Anstruther Harbour – dark clouds
Boats in Anstruther harbour
The boat for our Sea Voyage – May Princess
Wibbly Masts – Anstruther Harbour
Nice sands and the typical multi-coloured houses along a Scottish fishing village.
Anstruther
Anstruther Wester Parish Church
Anstruther Wester
Anstruther Harbour
Although the May Princess wasn’t full there were a reasonable number of people aboard, come to see the Isle of May. We hadn’t really done any planning and hadn’t though about what we would eat and drink when on the Isle. I think was had half assumed there would be stuff available. Fortunately we were able to buy some food and drink on the boat. The sea was a tad rougher than in harbour, as you might expect. It wasn’t that bad though.
We didn’t see any puffins on land but we did see two whilst on the boat.
Leaving Anstruther Harbour for the Isle of May
Anstruther from the Sea
Anstruther from the Sea
Church and Base-station side by side
On the way and when we got their things were pointed out to us and the history of the Isle explained. We also sailed around the coast before reaching the Isle of May.

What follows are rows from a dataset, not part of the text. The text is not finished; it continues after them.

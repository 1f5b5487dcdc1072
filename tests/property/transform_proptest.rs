//! Property-based tests for the transform engine

use crate::common::fixtures::*;
use proptest::prelude::*;
use xfcad::shared::Operation;
use xfcad::transform::{apply_operation_sequence, transform, ObjectState, TransformStrategy};

fn actor() -> impl Strategy<Value = String> {
    prop_oneof![Just("alice".to_string()), Just("bob".to_string()), Just("carol".to_string())]
}

proptest! {
    #[test]
    fn test_noop_never_changes_the_other_operation(ts in 0..1_000u64, a in actor()) {
        let noop = Operation::noop("system");
        let op = modify("boxA", &a, ts, "color", "red");
        let outcome = transform(&noop, &op, TransformStrategy::Merge);
        prop_assert!(outcome.resolved);
        prop_assert_eq!(outcome.op2, op);
    }

    #[test]
    fn test_disjoint_targets_always_pass_through(
        ts1 in 0..1_000u64,
        ts2 in 0..1_000u64,
        a1 in actor(),
        a2 in actor(),
    ) {
        let op1 = modify("boxA", &a1, ts1, "color", "red");
        let op2 = modify("boxB", &a2, ts2, "color", "blue");
        let outcome = transform(&op1, &op2, TransformStrategy::Merge);
        prop_assert!(outcome.resolved);
        prop_assert_eq!(outcome.op1, op1);
        prop_assert_eq!(outcome.op2, op2);
    }

    #[test]
    fn test_transform_is_deterministic(
        ts1 in 0..100u64,
        ts2 in 0..100u64,
        v1 in -100.0..100.0f64,
        v2 in -100.0..100.0f64,
    ) {
        let op1 = modify("boxA", "alice", ts1, "size", v1);
        let op2 = modify("boxA", "bob", ts2, "size", v2);
        let first = transform(&op1, &op2, TransformStrategy::TimestampWins);
        let second = transform(&op1, &op2, TransformStrategy::TimestampWins);
        prop_assert_eq!(first, second);
    }

    #[test]
    fn test_exactly_one_side_survives_a_scalar_conflict(
        ts1 in 0..100u64,
        ts2 in 0..100u64,
    ) {
        let op1 = modify("boxA", "alice", ts1, "color", "red");
        let op2 = modify("boxA", "bob", ts2, "color", "blue");
        let outcome = transform(&op1, &op2, TransformStrategy::TimestampWins);
        prop_assert!(outcome.resolved);
        prop_assert!(outcome.op1.is_noop() != outcome.op2.is_noop());
    }

    #[test]
    fn test_move_sequences_converge_across_arrival_orders(
        dx1 in -10.0..10.0f64,
        dy2 in -10.0..10.0f64,
    ) {
        let ops = vec![
            create("boxA", "alice", 1),
            move_op("boxA", "alice", 2, [dx1, 0.0, 0.0]),
            move_op("boxA", "bob", 3, [0.0, dy2, 0.0]),
        ];
        let mut reversed = ops.clone();
        reversed.reverse();

        let initial = ObjectState::new();
        let forward = apply_operation_sequence(&ops, &initial, TransformStrategy::Merge);
        let backward = apply_operation_sequence(&reversed, &initial, TransformStrategy::Merge);
        prop_assert_eq!(forward, backward);
    }
}
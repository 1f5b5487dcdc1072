//! Advisory Cross-Process Lock Mirror
//!
//! Lock existence and TTL may be mirrored into an external key-value store
//! keyed by `document:object` so other processes can see them. The mirror
//! is strictly advisory: this process never reads it back to make a
//! correctness decision; the local lock table is authoritative. A real
//! multi-process deployment would need to promote the store to the single
//! source of truth with leases, which changes the acquire/release protocol
//! materially.

use std::collections::HashMap;
use std::sync::Mutex;
use std::time::Duration;
use tracing::warn;

/// Advisory key-value mirror of lock existence and TTL
pub trait LockMirror: Send + Sync {
    /// Publish a lock entry with a TTL
    fn set(&self, key: &str, value: &str, ttl: Duration);

    /// Remove a lock entry
    fn delete(&self, key: &str);
}

/// Build the mirror key for a `(document, object)` pair
pub fn mirror_key(document: &str, object_id: &str) -> String {
    format!("{}:{}", document, object_id)
}

/// Mirror that publishes nowhere; the default
#[derive(Debug, Default, Clone, Copy)]
pub struct NoopMirror;

impl LockMirror for NoopMirror {
    fn set(&self, _key: &str, _value: &str, _ttl: Duration) {}

    fn delete(&self, _key: &str) {}
}

/// In-memory mirror used by tests to observe what would be published
#[derive(Debug, Default)]
pub struct MemoryMirror {
    entries: Mutex<HashMap<String, String>>,
}

impl MemoryMirror {
    /// Create an empty mirror
    pub fn new() -> Self {
        Self::default()
    }

    /// Current value for a key
    pub fn get(&self, key: &str) -> Option<String> {
        self.entries
            .lock()
            .expect("mirror lock poisoned")
            .get(key)
            .cloned()
    }

    /// Number of published entries
    pub fn len(&self) -> usize {
        self.entries.lock().expect("mirror lock poisoned").len()
    }

    /// True when nothing is published
    pub fn is_empty(&self) -> bool {
        self.len() == 0
    }
}

impl LockMirror for MemoryMirror {
    fn set(&self, key: &str, value: &str, _ttl: Duration) {
        match self.entries.lock() {
            Ok(mut entries) => {
                entries.insert(key.to_string(), value.to_string());
            }
            Err(_) => warn!(key, "mirror set skipped, store poisoned"),
        }
    }

    fn delete(&self, key: &str) {
        match self.entries.lock() {
            Ok(mut entries) => {
                entries.remove(key);
            }
            Err(_) => warn!(key, "mirror delete skipped, store poisoned"),
        }
    }
}

#[cfg(test)]
mod tests {
    use super::*;

    #[test]
    fn test_memory_mirror_set_and_delete() {
        let mirror = MemoryMirror::new();
        mirror.set(&mirror_key("doc1", "partA"), "alice", Duration::from_secs(5));
        assert_eq!(mirror.get("doc1:partA").as_deref(), Some("alice"));

        mirror.delete("doc1:partA");
        assert!(mirror.is_empty());
    }
}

The Island is owned by Scottish Natural Heritage and is only open to visitors from May to the end of September. Early in its history is was a Priory and later the sight for a lighthouse designed by Robert Stevenson in 1816. Two foghorns were also placed on the island, powered by compressed air, generated at the centre of the island and distributed by pipe to the north and south of the island. We passed the foghorn to the south.
Isle of May – Southern Foghorn
Isle Of May – Robert Stevenson’s Lighthouse
Looking towards North Berwick and Edinburgh from the Isle of May
the identification of birds is not a strongpoint of mine, in fact it is a weakpoint, so forgive the lack of names.
“You looking at me?” – Isle of May
Another bird – Isle of May
This is Bass Rock or the Bass, home to a large colony of gannets.
Bass Rock
Isle of May – Lighthouse
May Princess – at berth – Isle of May
Seal at Sea – Isle of May
Another bird – Isle of May
Isle of May – Southern Foghorn
Isle of May – Southern Foghorn
Seal – Isle of May
Two seals – Isle of May
Seal – Isle of May
Isle of May – Southern Foghorn – from a bit further up the island
Seal – Isle of May
Two Seals – Isle of May
Two Seals – Isle of May
Slip-streaming – bird style
Lighthouse – Isle of May
we had a good old wander around the island and despite the squalls that blew through our coats kept us dry and it made for a pleasant day in the fresh air. hen we headed back to the harbour area we sheltered and watched birds feed their young.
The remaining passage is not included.